There was no way we were going to miss Episode II, no matter how bad it might turn out to be. It’s a spectacle, plus it’s part of a series that we got hooked into when we were impressionable teenagers. So off we went, and it was merely okay. Had the dialog and plot risen to the level of the CGI, it could have been a great movie. As it was, I had a hard time suspending disbelief. The biggest problem was I didn’t like the whiny teenaged Anakin. I couldn’t buy that now-Senator Amidala would fall in love with him, at least not based on what I was saw in this film. I also couldn’t buy that he is going to become my beloved Darth Vader from the original trilogy. I needed to be shown more and told less, especially given the often-awful lines the characters were given to say. That said, showing me Yoda in a light saber battle only amused me, rather than giving me a sense of how powerful a Jedi he was. Most of the audience I saw it with was giggling right along with me, too. It just seemed comical, maybe because it was too far removed from the Yoda I’d grown to know in the original trilogy—a stately power he had, never his mind on being hyperactive. I did appreciate a lot of the small touches, like he way one of Amidala’s approximately fourteen thousand hairdos foreshadowed Leia’s twin cinnamon buns style, but small touches alone are not enough to make me come back for a repeat viewing.

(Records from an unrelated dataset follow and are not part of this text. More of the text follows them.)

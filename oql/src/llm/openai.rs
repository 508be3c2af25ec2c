//! OpenAI-compatible chat completions provider.

use async_trait::async_trait;
use serde::Deserialize;
use serde_json::{json, Value};
use tracing::debug;

use super::{ChatRequest, ChatResponse, LlmError, LlmProvider, ToolCall};
use crate::config::LlmConfig;

const DEFAULT_BASE_URL: &str = "https://api.openai.com/v1";

pub struct OpenAiProvider {
    config: LlmConfig,
    client: reqwest::Client,
}

impl OpenAiProvider {
    pub fn new(config: LlmConfig) -> Result<Self, LlmError> {
        let client = reqwest::Client::builder()
            .timeout(std::time::Duration::from_secs(
                config.timeout_seconds.unwrap_or(60),
            ))
            .build()
            .map_err(|e| LlmError::Http(format!("failed to create HTTP client: {}", e)))?;
        Ok(Self { config, client })
    }

    fn endpoint(&self) -> String {
        format!(
            "{}/chat/completions",
            self.config
                .base_url
                .as_deref()
                .unwrap_or(DEFAULT_BASE_URL)
                .trim_end_matches('/')
        )
    }

    fn build_body(&self, request: &ChatRequest) -> Value {
        let mut body = json!({
            "model": self.config.model,
            "messages": request.messages,
        });
        if let Some(max_tokens) = self.config.max_tokens {
            body["max_tokens"] = json!(max_tokens);
        }
        if let Some(temperature) = self.config.temperature {
            body["temperature"] = json!(temperature);
        }
        if !request.tools.is_empty() {
            body["tools"] = Value::Array(
                request
                    .tools
                    .iter()
                    .map(|t| t.to_openai_tool_json())
                    .collect(),
            );
        }
        if request.response_format.is_some() {
            // The shape name drives client-side parsing; on the wire we only
            // constrain the model to emit a JSON object.
            body["response_format"] = json!({"type": "json_object"});
        }
        body
    }
}

#[derive(Debug, Deserialize)]
struct ApiResponse {
    choices: Vec<ApiChoice>,
}

#[derive(Debug, Deserialize)]
struct ApiChoice {
    message: ApiMessage,
}

#[derive(Debug, Deserialize)]
struct ApiMessage {
    #[serde(default)]
    content: Option<String>,
    #[serde(default)]
    tool_calls: Vec<ApiToolCall>,
}

#[derive(Debug, Deserialize)]
struct ApiToolCall {
    #[serde(default)]
    id: Option<String>,
    function: ApiFunction,
}

#[derive(Debug, Deserialize)]
struct ApiFunction {
    name: String,
    #[serde(default)]
    arguments: String,
}

fn convert_tool_calls(calls: Vec<ApiToolCall>) -> Vec<ToolCall> {
    calls
        .into_iter()
        .enumerate()
        .map(|(idx, call)| {
            let arguments = serde_json::from_str(&call.function.arguments)
                .unwrap_or_else(|_| json!({ "raw_arguments": call.function.arguments }));
            ToolCall {
                id: call
                    .id
                    .unwrap_or_else(|| format!("tool_call_{}", idx + 1)),
                name: call.function.name,
                arguments,
            }
        })
        .collect()
}

#[async_trait]
impl LlmProvider for OpenAiProvider {
    async fn chat(&self, request: ChatRequest) -> Result<ChatResponse, LlmError> {
        let api_key = self
            .config
            .api_key
            .as_deref()
            .ok_or_else(|| LlmError::Http("no API key configured".to_string()))?;

        let body = self.build_body(&request);
        debug!(
            messages = request.messages.len(),
            tools = request.tools.len(),
            shape = request.response_format.map(|s| s.name()),
            "issuing chat completion request"
        );

        let response = self
            .client
            .post(self.endpoint())
            .bearer_auth(api_key)
            .json(&body)
            .send()
            .await
            .map_err(|e| LlmError::Http(e.to_string()))?;

        let status = response.status();
        let raw_body = response
            .text()
            .await
            .map_err(|e| LlmError::Http(e.to_string()))?;
        if !status.is_success() {
            return Err(LlmError::Http(format!(
                "chat completion request failed with HTTP {}: {}",
                status.as_u16(),
                raw_body.chars().take(500).collect::<String>()
            )));
        }

        let parsed: ApiResponse = serde_json::from_str(&raw_body)
            .map_err(|e| LlmError::Protocol(format!("failed to parse API response: {}", e)))?;
        let choice = parsed
            .choices
            .into_iter()
            .next()
            .ok_or_else(|| LlmError::Protocol("response carried no choices".to_string()))?;

        Ok(ChatResponse {
            content: choice.message.content,
            tool_calls: convert_tool_calls(choice.message.tool_calls),
        })
    }
}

I liked Spider-Man a lot more. It wasn’t any less predictable than Episode II, but it was a lot more fun. Maybe that’s because my expectations were lower. I’m not a big reader of comic books, so my previous exposure to Spiderman was all from the kids cartoon show that was on when I was a girl. Over-the-top action violating some of the laws of physics was perfectly fine with me, since that’s the Spidey I know. I was having a little trouble buying Tobey Maguire as a high school kid, but no trouble buying him as Spiderman, especially since the movie showed his development from 90-pound weakling to superhero. Sure, there were a couple clunky notes, like the way James Franco’s character had a bandage over his sideburn after being injured in an attack by the Green Goblin, and Kirsten Dunst’s working as a waitress in a diner wearing strappy high-heeled shoes, but overall I was able to just sink in and enjoy watching the story unfold, and that’s the best kind of viewing experience.